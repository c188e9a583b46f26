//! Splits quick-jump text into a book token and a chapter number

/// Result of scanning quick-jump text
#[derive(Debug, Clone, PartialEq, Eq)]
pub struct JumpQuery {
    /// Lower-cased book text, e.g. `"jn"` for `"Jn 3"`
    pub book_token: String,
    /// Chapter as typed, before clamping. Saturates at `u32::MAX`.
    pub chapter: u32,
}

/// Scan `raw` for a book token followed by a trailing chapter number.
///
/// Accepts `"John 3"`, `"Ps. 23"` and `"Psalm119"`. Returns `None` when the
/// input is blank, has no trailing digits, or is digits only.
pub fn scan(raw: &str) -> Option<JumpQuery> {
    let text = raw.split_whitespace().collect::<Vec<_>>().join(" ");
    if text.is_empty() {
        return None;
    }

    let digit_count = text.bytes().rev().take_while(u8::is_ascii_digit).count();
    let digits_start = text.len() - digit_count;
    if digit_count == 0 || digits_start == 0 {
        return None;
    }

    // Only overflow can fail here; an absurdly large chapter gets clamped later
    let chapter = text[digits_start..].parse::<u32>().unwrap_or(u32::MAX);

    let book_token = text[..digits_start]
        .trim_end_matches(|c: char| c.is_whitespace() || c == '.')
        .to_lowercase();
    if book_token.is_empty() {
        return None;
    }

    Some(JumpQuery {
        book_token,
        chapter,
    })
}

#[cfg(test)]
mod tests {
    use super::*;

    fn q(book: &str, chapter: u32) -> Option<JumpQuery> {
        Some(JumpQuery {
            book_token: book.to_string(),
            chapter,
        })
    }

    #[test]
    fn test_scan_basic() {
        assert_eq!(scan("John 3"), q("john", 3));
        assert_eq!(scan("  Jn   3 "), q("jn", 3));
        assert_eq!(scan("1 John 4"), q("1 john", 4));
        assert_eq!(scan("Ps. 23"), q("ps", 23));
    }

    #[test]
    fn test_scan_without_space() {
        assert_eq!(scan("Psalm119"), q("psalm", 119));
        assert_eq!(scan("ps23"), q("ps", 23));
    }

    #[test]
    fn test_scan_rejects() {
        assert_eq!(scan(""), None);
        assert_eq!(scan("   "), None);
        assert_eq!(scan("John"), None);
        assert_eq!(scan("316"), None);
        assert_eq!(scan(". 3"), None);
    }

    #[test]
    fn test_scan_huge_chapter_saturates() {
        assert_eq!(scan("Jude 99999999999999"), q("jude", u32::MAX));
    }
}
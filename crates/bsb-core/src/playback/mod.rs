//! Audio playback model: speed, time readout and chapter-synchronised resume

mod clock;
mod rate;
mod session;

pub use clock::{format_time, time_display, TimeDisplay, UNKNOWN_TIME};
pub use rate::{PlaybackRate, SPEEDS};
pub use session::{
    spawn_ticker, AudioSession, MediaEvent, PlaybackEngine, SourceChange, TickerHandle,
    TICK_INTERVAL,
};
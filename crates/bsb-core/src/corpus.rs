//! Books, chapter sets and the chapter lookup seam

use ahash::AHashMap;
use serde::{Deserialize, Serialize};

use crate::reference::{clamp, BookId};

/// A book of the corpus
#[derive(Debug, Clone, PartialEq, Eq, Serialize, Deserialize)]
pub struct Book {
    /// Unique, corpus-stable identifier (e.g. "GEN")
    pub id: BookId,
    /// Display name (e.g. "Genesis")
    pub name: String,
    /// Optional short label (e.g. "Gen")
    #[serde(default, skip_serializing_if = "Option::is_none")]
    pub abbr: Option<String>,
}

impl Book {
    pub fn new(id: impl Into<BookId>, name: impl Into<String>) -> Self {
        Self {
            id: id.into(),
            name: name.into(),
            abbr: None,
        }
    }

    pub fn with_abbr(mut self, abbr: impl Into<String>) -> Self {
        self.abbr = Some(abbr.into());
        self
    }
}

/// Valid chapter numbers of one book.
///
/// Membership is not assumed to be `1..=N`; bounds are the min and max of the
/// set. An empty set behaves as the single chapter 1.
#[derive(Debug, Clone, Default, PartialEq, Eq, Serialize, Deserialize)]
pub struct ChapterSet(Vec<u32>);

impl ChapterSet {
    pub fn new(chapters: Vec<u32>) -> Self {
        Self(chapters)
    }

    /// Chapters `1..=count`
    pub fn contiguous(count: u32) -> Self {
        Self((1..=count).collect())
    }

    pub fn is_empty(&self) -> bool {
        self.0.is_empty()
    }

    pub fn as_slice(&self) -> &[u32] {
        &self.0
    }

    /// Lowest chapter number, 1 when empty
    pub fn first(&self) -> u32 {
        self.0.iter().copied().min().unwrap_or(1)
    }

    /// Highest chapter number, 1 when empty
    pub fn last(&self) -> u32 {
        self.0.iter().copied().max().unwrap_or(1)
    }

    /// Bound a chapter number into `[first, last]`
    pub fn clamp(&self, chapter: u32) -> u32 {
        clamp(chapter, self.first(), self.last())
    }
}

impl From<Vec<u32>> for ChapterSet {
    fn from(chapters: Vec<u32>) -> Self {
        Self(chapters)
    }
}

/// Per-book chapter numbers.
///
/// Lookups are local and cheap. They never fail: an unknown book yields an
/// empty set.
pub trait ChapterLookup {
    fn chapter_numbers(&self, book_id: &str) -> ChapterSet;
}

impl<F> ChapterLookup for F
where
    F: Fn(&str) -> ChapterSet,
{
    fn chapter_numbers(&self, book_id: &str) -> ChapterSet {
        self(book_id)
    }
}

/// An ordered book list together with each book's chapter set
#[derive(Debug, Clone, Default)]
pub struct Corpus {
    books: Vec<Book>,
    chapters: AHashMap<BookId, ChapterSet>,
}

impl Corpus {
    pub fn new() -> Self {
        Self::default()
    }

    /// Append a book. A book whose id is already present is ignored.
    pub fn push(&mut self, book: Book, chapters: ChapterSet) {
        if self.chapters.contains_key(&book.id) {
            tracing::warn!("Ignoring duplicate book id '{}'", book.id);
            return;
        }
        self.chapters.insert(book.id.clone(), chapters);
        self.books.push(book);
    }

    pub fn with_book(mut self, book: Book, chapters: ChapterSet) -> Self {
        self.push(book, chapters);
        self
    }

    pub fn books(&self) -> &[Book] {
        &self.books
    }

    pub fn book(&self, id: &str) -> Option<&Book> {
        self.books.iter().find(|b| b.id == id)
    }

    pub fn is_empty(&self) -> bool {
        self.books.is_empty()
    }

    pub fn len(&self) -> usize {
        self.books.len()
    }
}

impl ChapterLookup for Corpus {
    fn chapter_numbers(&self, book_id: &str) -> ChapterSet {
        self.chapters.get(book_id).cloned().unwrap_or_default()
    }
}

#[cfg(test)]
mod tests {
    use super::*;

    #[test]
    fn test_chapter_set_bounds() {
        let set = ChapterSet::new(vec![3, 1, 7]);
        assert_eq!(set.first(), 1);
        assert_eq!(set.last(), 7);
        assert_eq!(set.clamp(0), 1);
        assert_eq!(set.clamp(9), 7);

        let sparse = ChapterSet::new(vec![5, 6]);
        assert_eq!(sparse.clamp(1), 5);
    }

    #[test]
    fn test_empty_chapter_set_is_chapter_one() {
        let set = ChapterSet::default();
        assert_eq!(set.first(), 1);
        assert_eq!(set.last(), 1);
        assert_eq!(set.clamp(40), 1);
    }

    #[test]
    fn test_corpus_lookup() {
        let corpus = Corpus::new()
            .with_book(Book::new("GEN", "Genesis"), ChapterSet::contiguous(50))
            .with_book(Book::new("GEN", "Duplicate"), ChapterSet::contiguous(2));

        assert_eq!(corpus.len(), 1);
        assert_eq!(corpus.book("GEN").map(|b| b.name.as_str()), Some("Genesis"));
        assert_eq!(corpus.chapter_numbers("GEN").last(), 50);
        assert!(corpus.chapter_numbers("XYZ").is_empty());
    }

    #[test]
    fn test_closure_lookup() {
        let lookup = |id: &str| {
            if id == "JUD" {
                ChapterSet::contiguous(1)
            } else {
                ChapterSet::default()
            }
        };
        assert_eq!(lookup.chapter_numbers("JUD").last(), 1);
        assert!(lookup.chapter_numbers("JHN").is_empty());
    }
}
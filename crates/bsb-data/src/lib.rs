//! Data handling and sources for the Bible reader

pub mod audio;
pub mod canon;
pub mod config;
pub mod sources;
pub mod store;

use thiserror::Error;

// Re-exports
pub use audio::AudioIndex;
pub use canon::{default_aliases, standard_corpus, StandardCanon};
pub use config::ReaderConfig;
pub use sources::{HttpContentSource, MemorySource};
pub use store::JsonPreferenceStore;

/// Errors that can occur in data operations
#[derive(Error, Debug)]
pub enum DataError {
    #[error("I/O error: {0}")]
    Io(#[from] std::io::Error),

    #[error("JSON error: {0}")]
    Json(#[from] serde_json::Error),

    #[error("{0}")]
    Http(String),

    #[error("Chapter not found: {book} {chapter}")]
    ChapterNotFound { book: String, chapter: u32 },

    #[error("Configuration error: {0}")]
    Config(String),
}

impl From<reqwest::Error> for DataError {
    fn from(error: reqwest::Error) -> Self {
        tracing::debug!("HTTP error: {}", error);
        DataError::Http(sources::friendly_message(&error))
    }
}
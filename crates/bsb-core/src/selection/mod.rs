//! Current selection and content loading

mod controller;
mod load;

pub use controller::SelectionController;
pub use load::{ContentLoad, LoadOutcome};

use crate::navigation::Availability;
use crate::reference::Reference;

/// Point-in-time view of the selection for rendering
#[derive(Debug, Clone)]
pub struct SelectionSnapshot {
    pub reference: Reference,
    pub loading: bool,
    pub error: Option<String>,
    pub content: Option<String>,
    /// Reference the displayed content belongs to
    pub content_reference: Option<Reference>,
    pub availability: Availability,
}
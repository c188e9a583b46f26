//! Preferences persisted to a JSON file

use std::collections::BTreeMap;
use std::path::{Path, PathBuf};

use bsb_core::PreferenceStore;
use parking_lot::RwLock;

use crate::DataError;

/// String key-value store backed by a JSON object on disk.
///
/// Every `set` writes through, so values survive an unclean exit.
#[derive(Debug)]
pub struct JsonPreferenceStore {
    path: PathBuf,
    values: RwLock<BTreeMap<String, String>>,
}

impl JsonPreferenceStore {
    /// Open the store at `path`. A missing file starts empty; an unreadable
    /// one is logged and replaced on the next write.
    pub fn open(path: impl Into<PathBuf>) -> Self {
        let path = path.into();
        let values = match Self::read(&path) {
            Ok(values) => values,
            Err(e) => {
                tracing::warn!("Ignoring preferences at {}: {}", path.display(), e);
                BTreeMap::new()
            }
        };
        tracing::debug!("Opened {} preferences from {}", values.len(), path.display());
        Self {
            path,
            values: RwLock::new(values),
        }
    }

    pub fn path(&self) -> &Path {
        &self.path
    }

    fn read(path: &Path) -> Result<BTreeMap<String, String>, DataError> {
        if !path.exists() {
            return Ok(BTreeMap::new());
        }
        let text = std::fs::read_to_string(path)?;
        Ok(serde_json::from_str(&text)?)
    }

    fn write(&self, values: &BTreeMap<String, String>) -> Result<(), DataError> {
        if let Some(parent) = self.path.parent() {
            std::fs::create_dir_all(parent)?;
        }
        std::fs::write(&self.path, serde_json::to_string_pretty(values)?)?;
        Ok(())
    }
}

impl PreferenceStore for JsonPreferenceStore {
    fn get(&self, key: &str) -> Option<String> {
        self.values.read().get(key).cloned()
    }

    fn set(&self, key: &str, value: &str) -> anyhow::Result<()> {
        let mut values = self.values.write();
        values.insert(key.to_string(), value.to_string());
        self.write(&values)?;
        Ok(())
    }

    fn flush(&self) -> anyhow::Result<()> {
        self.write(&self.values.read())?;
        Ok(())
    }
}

####################

* _YOUR ASSIGNMENT_
Look above for the line with "self.books.iter().find(|b| b.id == id)" and the line with "assert_eq!(set.clamp(9), 7);". Retype those two lines and every line between them exactly, adding nothing.

* _SOLUTION FOR THIS TASK_
        self.books.iter().find(|b| b.id == id)
    }

    pub fn is_empty(&self) -> bool {
        self.books.is_empty()
    }

    pub fn len(&self) -> usize {
        self.books.len()
    }
}

impl ChapterLookup for Corpus {
    fn chapter_numbers(&self, book_id: &str) -> ChapterSet {
        self.chapters.get(book_id).cloned().unwrap_or_default()
    }
}

#[cfg(test)]
mod tests {
    use super::*;

    #[test]
    fn test_chapter_set_bounds() {
        let set = ChapterSet::new(vec![3, 1, 7]);
        assert_eq!(set.first(), 1);
        assert_eq!(set.last(), 7);
        assert_eq!(set.clamp(0), 1);
        assert_eq!(set.clamp(9), 7);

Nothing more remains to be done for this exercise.